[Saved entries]
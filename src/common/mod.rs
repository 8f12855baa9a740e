// Copyright 2025 OpenObserve Inc.
//
// This program is free software: you can redistribute it and/or modify
// it under the terms of the GNU Affero General Public License as published by
// the Free Software Foundation, either version 3 of the License, or
// (at your option) any later version.
//
// This program is distributed in the hope that it will be useful
// but WITHOUT ANY WARRANTY; without even the implied warranty of
// MERCHANTABILITY or FITNESS FOR A PARTICULAR PURPOSE.  See the
// GNU Affero General Public License for more details.
//
// You should have received a copy of the GNU Affero General Public License
// along with this program.  If not, see <http://www.gnu.org/licenses/>.

pub mod meta;
pub mod utils;
// Copyright 2025 OpenObserve Inc.
//
// This program is free software: you can redistribute it and/or modify
// it under the terms of the GNU Affero General Public License as published by
// the Free Software Foundation, either version 3 of the License, or
// (at your option) any later version.
//
// This program is distributed in the hope that it will be useful
// but WITHOUT ANY WARRANTY; without even the implied warranty of
// MERCHANTABILITY or FITNESS FOR A PARTICULAR PURPOSE.  See the
// GNU Affero General Public License for more details.
//
// You should have received a copy of the GNU Affero General Public License
// along with this program.  If not, see <http://www.gnu.org/licenses/>.

//! Alert ingestion: provider payloads are reduced to [`NormalizedAlert`]
//! by pure translators, then run through the keyed upsert or the resolve
//! path. The translators are the only code that understands provider
//! payloads.

use config::{
    SYSTEM_PRINCIPAL,
    meta::{
        alert::{
            AlertSource, NormalizedAlert, StatusIntent, severity_from_datadog_priority,
            severity_from_label,
        },
        incident::{Incident, NewIncident, Severity, Urgency},
        notification::IntentKind,
    },
    utils::json,
};
use infra::{
    errors::{Error, Result},
    table::{escalation_policies, incidents},
};
use serde::{Deserialize, Serialize};
use utoipa::ToSchema;

use crate::{
    common::meta::ingestion::{AlertmanagerAlert, AlertmanagerPayload, DatadogEvent},
    service::notifications,
};

/// Routing selected by the webhook URL: where incidents created from
/// this delivery land and which policy drives their escalation.
#[derive(Debug, Clone, Default, Deserialize, ToSchema)]
pub struct IngestRoute {
    #[serde(default)]
    pub project_id: Option<String>,
    #[serde(default)]
    pub group_id: Option<String>,
    #[serde(default)]
    pub policy_id: Option<String>,
}

#[derive(Debug, Clone, Copy, PartialEq, Eq, Serialize, Deserialize, ToSchema)]
#[serde(rename_all = "lowercase")]
pub enum IngestStatus {
    Created,
    Merged,
    Resolved,
    /// A resolve intent with no matching open incident; idempotent no-op.
    Ignored,
}

#[derive(Debug, Clone, Serialize, Deserialize, ToSchema)]
pub struct IngestOutcome {
    pub status: IngestStatus,
    #[serde(skip_serializing_if = "Option::is_none")]
    pub incident_id: Option<String>,
}

/// Reduce a Datadog webhook body to the normalized shape.
///
/// Key preference: the configured `aggregate` field, else the event id.
/// A `Recovered` transition resolves; every other transition fires with
/// the priority-mapped severity.
pub fn normalize_datadog(event: &DatadogEvent) -> Result<NormalizedAlert> {
    let event_id = json_scalar_to_string(&event.id);
    if event.title.is_empty() && event_id.is_empty() {
        return Err(Error::BadRequest(
            "datadog event carries neither title nor id".to_string(),
        ));
    }

    let transition = event.transition.as_deref().unwrap_or("").trim();
    let recovered = transition.eq_ignore_ascii_case("recovered");

    let severity = if recovered {
        Severity::Info
    } else {
        severity_from_datadog_priority(event.alert_priority.as_deref().unwrap_or(""))
    };

    let incident_key = match event.aggregate.as_deref() {
        Some(aggregate) if !aggregate.is_empty() => Some(aggregate.to_string()),
        _ if !event_id.is_empty() => Some(event_id.clone()),
        _ => None,
    };

    let title = if event.title.is_empty() {
        format!("Datadog event {event_id}")
    } else {
        event.title.clone()
    };

    Ok(NormalizedAlert {
        source: AlertSource::Datadog,
        title,
        description: event.body.clone().unwrap_or_default(),
        severity,
        status_intent: if recovered {
            StatusIntent::Resolve
        } else {
            StatusIntent::Fire
        },
        incident_key,
        external_id: (!event_id.is_empty()).then_some(event_id),
        payload: json::to_value(event).unwrap_or_default(),
    })
}

/// One Alertmanager envelope yields one normalized alert per entry of
/// `alerts[]`, keyed by the fingerprint.
pub fn normalize_alertmanager(payload: &AlertmanagerPayload) -> Vec<NormalizedAlert> {
    payload.alerts.iter().map(normalize_alertmanager_alert).collect()
}

fn normalize_alertmanager_alert(alert: &AlertmanagerAlert) -> NormalizedAlert {
    let resolved = alert.status.eq_ignore_ascii_case("resolved");

    let title = alert
        .labels
        .get("alertname")
        .cloned()
        .or_else(|| alert.annotations.get("summary").cloned())
        .unwrap_or_else(|| "Prometheus alert".to_string());

    let description = alert
        .annotations
        .get("description")
        .or_else(|| alert.annotations.get("summary"))
        .cloned()
        .unwrap_or_default();

    NormalizedAlert {
        source: AlertSource::Prometheus,
        title,
        description,
        severity: severity_from_label(alert.labels.get("severity").map(String::as_str).unwrap_or("")),
        status_intent: if resolved {
            StatusIntent::Resolve
        } else {
            StatusIntent::Fire
        },
        incident_key: (!alert.fingerprint.is_empty()).then(|| alert.fingerprint.clone()),
        external_id: (!alert.fingerprint.is_empty()).then(|| alert.fingerprint.clone()),
        payload: json::to_value(alert).unwrap_or_default(),
    }
}

fn json_scalar_to_string(value: &json::Value) -> String {
    match value {
        json::Value::String(s) => s.clone(),
        json::Value::Number(n) => n.to_string(),
        _ => String::new(),
    }
}

/// Severity decides the default paging urgency.
fn urgency_for(severity: Severity) -> Urgency {
    match severity {
        Severity::Critical | Severity::High => Urgency::High,
        Severity::Warning | Severity::Info => Urgency::Low,
    }
}

/// Run one normalized alert through deduplication or resolution.
pub async fn process(
    org_id: &str,
    route: &IngestRoute,
    alert: NormalizedAlert,
) -> Result<IngestOutcome> {
    match alert.status_intent {
        StatusIntent::Fire => fire(org_id, route, alert).await,
        StatusIntent::Resolve => resolve(org_id, alert).await,
    }
}

async fn fire(org_id: &str, route: &IngestRoute, alert: NormalizedAlert) -> Result<IngestOutcome> {
    // the policy must belong to this org; a dangling policy id on the
    // route is a configuration error, not a reason to drop the alert
    let policy = match route.policy_id.as_deref() {
        Some(policy_id) => {
            let policy = escalation_policies::get(org_id, policy_id).await?;
            if policy.is_none() {
                log::warn!(
                    "[INGEST] org {org_id}: route references unknown escalation policy {policy_id}"
                );
            }
            policy
        }
        None => None,
    };
    let first_timeout = policy
        .as_ref()
        .and_then(|p| p.levels.first())
        .map(|l| l.timeout_secs);

    let new = NewIncident {
        org_id: org_id.to_string(),
        project_id: route.project_id.clone(),
        group_id: route.group_id.clone(),
        title: alert.title.clone(),
        description: alert.description.clone(),
        severity: alert.severity,
        urgency: urgency_for(alert.severity),
        source: alert.source.to_string(),
        incident_key: alert.incident_key.clone(),
        external_id: alert.external_id.clone(),
        escalation_policy_id: policy.map(|p| p.id),
    };

    if alert.incident_key.is_some() {
        let (incident, created) =
            incidents::upsert_by_key(&new, first_timeout, alert.payload, SYSTEM_PRINCIPAL).await?;
        if created {
            notifications::emit(IntentKind::IncidentCreated, &incident, None);
        }
        Ok(IngestOutcome {
            status: if created {
                IngestStatus::Created
            } else {
                IngestStatus::Merged
            },
            incident_id: Some(incident.id),
        })
    } else {
        // no usable dedup key: every delivery yields a fresh incident
        let incident =
            incidents::create(&new, first_timeout, alert.payload, SYSTEM_PRINCIPAL).await?;
        notifications::emit(IntentKind::IncidentCreated, &incident, None);
        Ok(IngestOutcome {
            status: IngestStatus::Created,
            incident_id: Some(incident.id),
        })
    }
}

/// Source-driven resolution: close the open incident holding the key.
/// No matching open incident makes this an idempotent no-op.
async fn resolve(org_id: &str, alert: NormalizedAlert) -> Result<IngestOutcome> {
    let Some(key) = alert.incident_key.as_deref().filter(|k| !k.is_empty()) else {
        return Ok(IngestOutcome {
            status: IngestStatus::Ignored,
            incident_id: None,
        });
    };

    let Some(open) = incidents::find_open_by_key(org_id, key).await? else {
        return Ok(IngestOutcome {
            status: IngestStatus::Ignored,
            incident_id: None,
        });
    };

    let resolved = incidents::resolve(
        org_id,
        &open.id,
        SYSTEM_PRINCIPAL,
        "auto-resolved-by-source",
        None,
    )
    .await?;
    emit_resolved(&resolved);
    Ok(IngestOutcome {
        status: IngestStatus::Resolved,
        incident_id: Some(resolved.id),
    })
}

fn emit_resolved(incident: &Incident) {
    notifications::emit(
        IntentKind::IncidentResolved,
        incident,
        incident.assigned_to.clone(),
    );
}

#[cfg(test)]
mod tests {
    use config::utils::json::json;

    use super::*;

    fn datadog_event(body: json::Value) -> DatadogEvent {
        json::from_value(body).unwrap()
    }

    #[test]
    fn test_datadog_triggered_p1() {
        let event = datadog_event(json!({
            "id": "evt-1",
            "title": "[P1] [Triggered] api down",
            "transition": "Triggered",
            "alert_priority": "P1",
            "aggregate": "abc",
            "body": "api is down"
        }));
        let alert = normalize_datadog(&event).unwrap();
        assert_eq!(alert.severity, Severity::Critical);
        assert_eq!(alert.status_intent, StatusIntent::Fire);
        assert_eq!(alert.incident_key.as_deref(), Some("abc"));
        assert_eq!(alert.external_id.as_deref(), Some("evt-1"));
        assert_eq!(alert.description, "api is down");
    }

    #[test]
    fn test_datadog_recovered_overrides_severity() {
        let event = datadog_event(json!({
            "id": "evt-2",
            "title": "[P1] [Recovered] api down",
            "transition": "Recovered",
            "alert_priority": "P1",
            "aggregate": "abc"
        }));
        let alert = normalize_datadog(&event).unwrap();
        assert_eq!(alert.severity, Severity::Info);
        assert_eq!(alert.status_intent, StatusIntent::Resolve);
        assert_eq!(alert.incident_key.as_deref(), Some("abc"));
    }

    #[test]
    fn test_datadog_key_falls_back_to_event_id() {
        let event = datadog_event(json!({
            "id": 4242,
            "title": "disk filling up",
            "transition": "Warn",
            "alert_priority": "P3"
        }));
        let alert = normalize_datadog(&event).unwrap();
        assert_eq!(alert.incident_key.as_deref(), Some("4242"));
        assert_eq!(alert.severity, Severity::Warning);
        assert_eq!(alert.status_intent, StatusIntent::Fire);
    }

    #[test]
    fn test_datadog_unknown_priority_defaults_to_warning() {
        let event = datadog_event(json!({
            "id": "evt-3",
            "title": "odd event",
            "transition": "Renotify"
        }));
        let alert = normalize_datadog(&event).unwrap();
        assert_eq!(alert.severity, Severity::Warning);
        assert_eq!(alert.status_intent, StatusIntent::Fire);
    }

    #[test]
    fn test_datadog_empty_event_rejected() {
        let event = datadog_event(json!({}));
        assert!(normalize_datadog(&event).is_err());
    }

    #[test]
    fn test_alertmanager_firing_and_resolved() {
        let payload: AlertmanagerPayload = json::from_value(json!({
            "receiver": "oncall",
            "status": "firing",
            "alerts": [
                {
                    "status": "firing",
                    "labels": {"alertname": "HighErrorRate", "severity": "CRITICAL"},
                    "annotations": {"description": "error rate above 5%"},
                    "fingerprint": "fp1"
                },
                {
                    "status": "resolved",
                    "labels": {"alertname": "HighLatency", "severity": "warn"},
                    "annotations": {},
                    "fingerprint": "fp2"
                }
            ]
        }))
        .unwrap();

        let alerts = normalize_alertmanager(&payload);
        assert_eq!(alerts.len(), 2);

        assert_eq!(alerts[0].title, "HighErrorRate");
        assert_eq!(alerts[0].severity, Severity::Critical);
        assert_eq!(alerts[0].status_intent, StatusIntent::Fire);
        assert_eq!(alerts[0].incident_key.as_deref(), Some("fp1"));
        assert_eq!(alerts[0].description, "error rate above 5%");

        assert_eq!(alerts[1].severity, Severity::Warning);
        assert_eq!(alerts[1].status_intent, StatusIntent::Resolve);
        assert_eq!(alerts[1].incident_key.as_deref(), Some("fp2"));
    }

    #[test]
    fn test_alertmanager_missing_fingerprint_yields_no_key() {
        let payload: AlertmanagerPayload = json::from_value(json!({
            "alerts": [
                {"status": "firing", "labels": {"alertname": "A"}, "annotations": {}}
            ]
        }))
        .unwrap();
        let alerts = normalize_alertmanager(&payload);
        assert_eq!(alerts[0].incident_key, None);
    }

    #[test]
    fn test_urgency_mapping() {
        assert_eq!(urgency_for(Severity::Critical), Urgency::High);
        assert_eq!(urgency_for(Severity::High), Urgency::High);
        assert_eq!(urgency_for(Severity::Warning), Urgency::Low);
        assert_eq!(urgency_for(Severity::Info), Urgency::Low);
    }
}
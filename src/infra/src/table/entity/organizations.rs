// Copyright 2025 OpenObserve Inc.
//
// This program is free software: you can redistribute it and/or modify
// it under the terms of the GNU Affero General Public License as published by
// the Free Software Foundation, either version 3 of the License, or
// (at your option) any later version.
//
// This program is distributed in the hope that it will be useful
// but WITHOUT ANY WARRANTY; without even the implied warranty of
// MERCHANTABILITY or FITNESS FOR A PARTICULAR PURPOSE.  See the
// GNU Affero General Public License for more details.
//
// You should have received a copy of the GNU Affero General Public License
// along with this program.  If not, see <http://www.gnu.org/licenses/>.

//! `SeaORM` Entity for the organizations table

use sea_orm::entity::prelude::*;
use serde::{Deserialize, Serialize};

#[derive(Clone, Debug, PartialEq, DeriveEntityModel, Eq, Serialize, Deserialize)]
#[sea_orm(table_name = "organizations")]
pub struct Model {
    #[sea_orm(primary_key, auto_increment = false)]
    pub id: String,
    /// Unique URL-safe slug
    #[sea_orm(unique)]
    pub identifier: String,
    pub name: String,
    /// Shared secret for inbound webhook URLs
    pub ingest_token: String,
    pub created_at: i64,
}

#[derive(Copy, Clone, Debug, EnumIter, DeriveRelation)]
pub enum Relation {}

impl ActiveModelBehavior for ActiveModel {}
// Copyright 2025 OpenObserve Inc.
//
// This program is free software: you can redistribute it and/or modify
// it under the terms of the GNU Affero General Public License as published by
// the Free Software Foundation, either version 3 of the License, or
// (at your option) any later version.
//
// This program is distributed in the hope that it will be useful
// but WITHOUT ANY WARRANTY; without even the implied warranty of
// MERCHANTABILITY or FITNESS FOR A PARTICULAR PURPOSE.  See the
// GNU Affero General Public License for more details.
//
// You should have received a copy of the GNU Affero General Public License
// along with this program.  If not, see <http://www.gnu.org/licenses/>.

use serde::{Deserialize, Serialize};
use utoipa::ToSchema;

/// Who a policy level pages.
#[derive(Debug, Clone, Copy, PartialEq, Eq, Serialize, Deserialize, ToSchema)]
#[serde(rename_all = "snake_case")]
pub enum EscalationTarget {
    /// A fixed user.
    User,
    /// Whoever is on-call for the configured group at fire time.
    Group,
    /// Whoever is on-call for the incident's own group at fire time.
    CurrentSchedule,
    /// Hand off to an external dispatcher; no assignment is recorded.
    External,
}

impl std::fmt::Display for EscalationTarget {
    fn fmt(&self, f: &mut std::fmt::Formatter<'_>) -> std::fmt::Result {
        match self {
            Self::User => write!(f, "user"),
            Self::Group => write!(f, "group"),
            Self::CurrentSchedule => write!(f, "current_schedule"),
            Self::External => write!(f, "external"),
        }
    }
}

#[derive(Debug, Clone, Serialize, Deserialize, ToSchema)]
pub struct EscalationLevel {
    /// 1-based, dense.
    pub level: u32,
    pub target_type: EscalationTarget,
    #[serde(skip_serializing_if = "Option::is_none")]
    pub target_id: Option<String>,
    /// Seconds before the engine advances past this level.
    pub timeout_secs: i64,
}

#[derive(Debug, Clone, Serialize, Deserialize, ToSchema)]
pub struct EscalationPolicy {
    pub id: String,
    pub org_id: String,
    pub name: String,
    #[serde(default)]
    pub description: String,
    pub levels: Vec<EscalationLevel>,
    pub created_at: i64,
    pub updated_at: i64,
}

impl EscalationPolicy {
    /// Level numbers are 1-based.
    pub fn level(&self, n: u32) -> Option<&EscalationLevel> {
        if n == 0 {
            return None;
        }
        let l = self.levels.get((n - 1) as usize)?;
        // defense against a policy edited to a sparse numbering
        (l.level == n).then_some(l)
    }

    pub fn validate(&self) -> Result<(), String> {
        if self.levels.is_empty() {
            return Err("policy must have at least one level".to_string());
        }
        for (i, level) in self.levels.iter().enumerate() {
            let expected = (i + 1) as u32;
            if level.level != expected {
                return Err(format!(
                    "levels must be dense starting at 1, got {} at position {}",
                    level.level, expected
                ));
            }
            if level.timeout_secs <= 0 {
                return Err(format!("level {} timeout must be positive", level.level));
            }
            match level.target_type {
                EscalationTarget::User | EscalationTarget::Group => {
                    if level.target_id.as_deref().unwrap_or("").is_empty() {
                        return Err(format!(
                            "level {} requires a target_id for {} targets",
                            level.level, level.target_type
                        ));
                    }
                }
                EscalationTarget::CurrentSchedule | EscalationTarget::External => {}
            }
        }
        Ok(())
    }
}

#[cfg(test)]
mod tests {
    use super::*;

    fn policy(levels: Vec<EscalationLevel>) -> EscalationPolicy {
        EscalationPolicy {
            id: "pol1".to_string(),
            org_id: "org1".to_string(),
            name: "default".to_string(),
            description: "".to_string(),
            levels,
            created_at: 0,
            updated_at: 0,
        }
    }

    fn user_level(n: u32) -> EscalationLevel {
        EscalationLevel {
            level: n,
            target_type: EscalationTarget::User,
            target_id: Some(format!("user{n}")),
            timeout_secs: 60,
        }
    }

    #[test]
    fn test_level_lookup() {
        let p = policy(vec![user_level(1), user_level(2)]);
        assert_eq!(p.level(1).unwrap().target_id.as_deref(), Some("user1"));
        assert_eq!(p.level(2).unwrap().target_id.as_deref(), Some("user2"));
        assert!(p.level(0).is_none());
        assert!(p.level(3).is_none());
    }

    #[test]
    fn test_validate_dense_levels() {
        let p = policy(vec![user_level(1), user_level(3)]);
        assert!(p.validate().is_err());
        let p = policy(vec![user_level(1), user_level(2)]);
        assert!(p.validate().is_ok());
        let p = policy(vec![]);
        assert!(p.validate().is_err());
    }

    #[test]
    fn test_validate_targets_and_timeouts() {
        let mut bad = user_level(1);
        bad.target_id = None;
        assert!(policy(vec![bad]).validate().is_err());

        let mut bad = user_level(1);
        bad.timeout_secs = 0;
        assert!(policy(vec![bad]).validate().is_err());

        let external = EscalationLevel {
            level: 1,
            target_type: EscalationTarget::External,
            target_id: None,
            timeout_secs: 60,
        };
        assert!(policy(vec![external]).validate().is_ok());
    }
}
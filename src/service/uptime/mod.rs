// Copyright 2025 OpenObserve Inc.
//
// This program is free software: you can redistribute it and/or modify
// it under the terms of the GNU Affero General Public License as published by
// the Free Software Foundation, either version 3 of the License, or
// (at your option) any later version.
//
// This program is distributed in the hope that it will be useful
// but WITHOUT ANY WARRANTY; without even the implied warranty of
// MERCHANTABILITY or FITNESS FOR A PARTICULAR PURPOSE.  See the
// GNU Affero General Public License for more details.
//
// You should have received a copy of the GNU Affero General Public License
// along with this program.  If not, see <http://www.gnu.org/licenses/>.

//! Uptime reconciliation: probe reports and provider syncs become
//! incident open/close transitions through the same ingest path as
//! every other alert source, keyed by the monitor id.

use config::meta::{
    alert::{AlertSource, NormalizedAlert, StatusIntent},
    incident::Severity,
    uptime::UptimeMonitor,
};
use config::utils::{json, time::parse_i64_to_timestamp_micros};
use infra::{errors::Result, table::uptime_monitors};
use serde::Serialize;
use utoipa::ToSchema;

use crate::{
    common::meta::ingestion::ProbeReport,
    service::alerts::ingest::{self, IngestRoute},
};

pub mod provider;

/// Up/down movement between two observations.
#[derive(Debug, Clone, Copy, PartialEq, Eq)]
pub enum StateTransition {
    WentDown,
    Recovered,
    Unchanged,
}

/// The transition table. A first-ever check that is down opens an
/// incident; indeterminate states (None current) never transition.
pub fn transition(previous: Option<bool>, current: Option<bool>) -> StateTransition {
    match (previous, current) {
        (None, Some(false)) => StateTransition::WentDown,
        (Some(true), Some(false)) => StateTransition::WentDown,
        (Some(false), Some(true)) => StateTransition::Recovered,
        _ => StateTransition::Unchanged,
    }
}

#[derive(Debug, Clone, Default, Serialize, ToSchema)]
pub struct ReportSummary {
    pub processed: usize,
    pub incidents_opened: usize,
    pub alerts_merged: usize,
    pub incidents_resolved: usize,
    pub skipped: usize,
}

/// Reconcile one batched probe report.
///
/// Every down observation is fed through the keyed upsert: the first one
/// opens the incident, repeats merge into it and bump its alert count.
/// An up observation resolves only on a down→up transition; steady up
/// states just record the sample.
pub async fn ingest_report(report: &ProbeReport) -> Result<ReportSummary> {
    let checked_at = parse_i64_to_timestamp_micros(report.timestamp);
    let mut summary = ReportSummary::default();

    for result in &report.results {
        let Some(monitor) = uptime_monitors::get_any(&result.monitor_id).await? else {
            log::warn!(
                "[UPTIME] probe report from {} references unknown monitor {}",
                report.location,
                result.monitor_id
            );
            summary.skipped += 1;
            continue;
        };

        let previous = uptime_monitors::record_check(
            &monitor.id,
            &report.location,
            result.is_up,
            result.latency,
            result.status,
            (!result.error.is_empty()).then_some(result.error.as_str()),
            checked_at,
        )
        .await?;
        summary.processed += 1;

        if !result.is_up {
            let outcome = open_incident(&monitor, result.status, &result.error).await?;
            match outcome.status {
                ingest::IngestStatus::Created => summary.incidents_opened += 1,
                _ => summary.alerts_merged += 1,
            }
        } else if transition(previous.is_up, Some(result.is_up)) == StateTransition::Recovered {
            resolve_incident(&monitor).await?;
            summary.incidents_resolved += 1;
        }
    }
    Ok(summary)
}

async fn open_incident(
    monitor: &UptimeMonitor,
    status: i32,
    error: &str,
) -> Result<ingest::IngestOutcome> {
    let alert = NormalizedAlert {
        source: AlertSource::Uptime,
        title: format!("Monitor {} is down", monitor.name),
        description: if error.is_empty() {
            format!("{} returned status {status}", monitor.target)
        } else {
            format!("{}: {error}", monitor.target)
        },
        severity: Severity::Critical,
        status_intent: StatusIntent::Fire,
        incident_key: Some(monitor.id.clone()),
        external_id: None,
        payload: json::json!({
            "monitor_id": monitor.id,
            "target": monitor.target,
            "status": status,
            "error": error,
        }),
    };
    let route = IngestRoute {
        project_id: monitor.project_id.clone(),
        group_id: None,
        policy_id: None,
    };
    ingest::process(&monitor.org_id, &route, alert).await
}

async fn resolve_incident(monitor: &UptimeMonitor) -> Result<()> {
    let alert = NormalizedAlert {
        source: AlertSource::Uptime,
        title: format!("Monitor {} recovered", monitor.name),
        description: String::new(),
        severity: Severity::Info,
        status_intent: StatusIntent::Resolve,
        incident_key: Some(monitor.id.clone()),
        external_id: None,
        payload: json::json!({ "monitor_id": monitor.id }),
    };
    ingest::process(&monitor.org_id, &IngestRoute::default(), alert).await?;
    Ok(())
}

#[cfg(test)]
mod tests {
    use super::*;

    #[test]
    fn test_transition_table() {
        use StateTransition::*;
        // first check
        assert_eq!(transition(None, Some(false)), WentDown);
        assert_eq!(transition(None, Some(true)), Unchanged);
        // flaps
        assert_eq!(transition(Some(true), Some(false)), WentDown);
        assert_eq!(transition(Some(false), Some(true)), Recovered);
        // steady state
        assert_eq!(transition(Some(true), Some(true)), Unchanged);
        assert_eq!(transition(Some(false), Some(false)), Unchanged);
        // indeterminate current state never transitions
        assert_eq!(transition(Some(true), None), Unchanged);
        assert_eq!(transition(None, None), Unchanged);
    }
}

Brief:
Search the entries for "aggregate" and copy each matching line.

Answer to this problem:
/// Key preference: the configured `aggregate` field, else the event id.
    let incident_key = match event.aggregate.as_deref() {
        Some(aggregate) if !aggregate.is_empty() => Some(aggregate.to_string()),
            "aggregate": "abc",
            "aggregate": "abc"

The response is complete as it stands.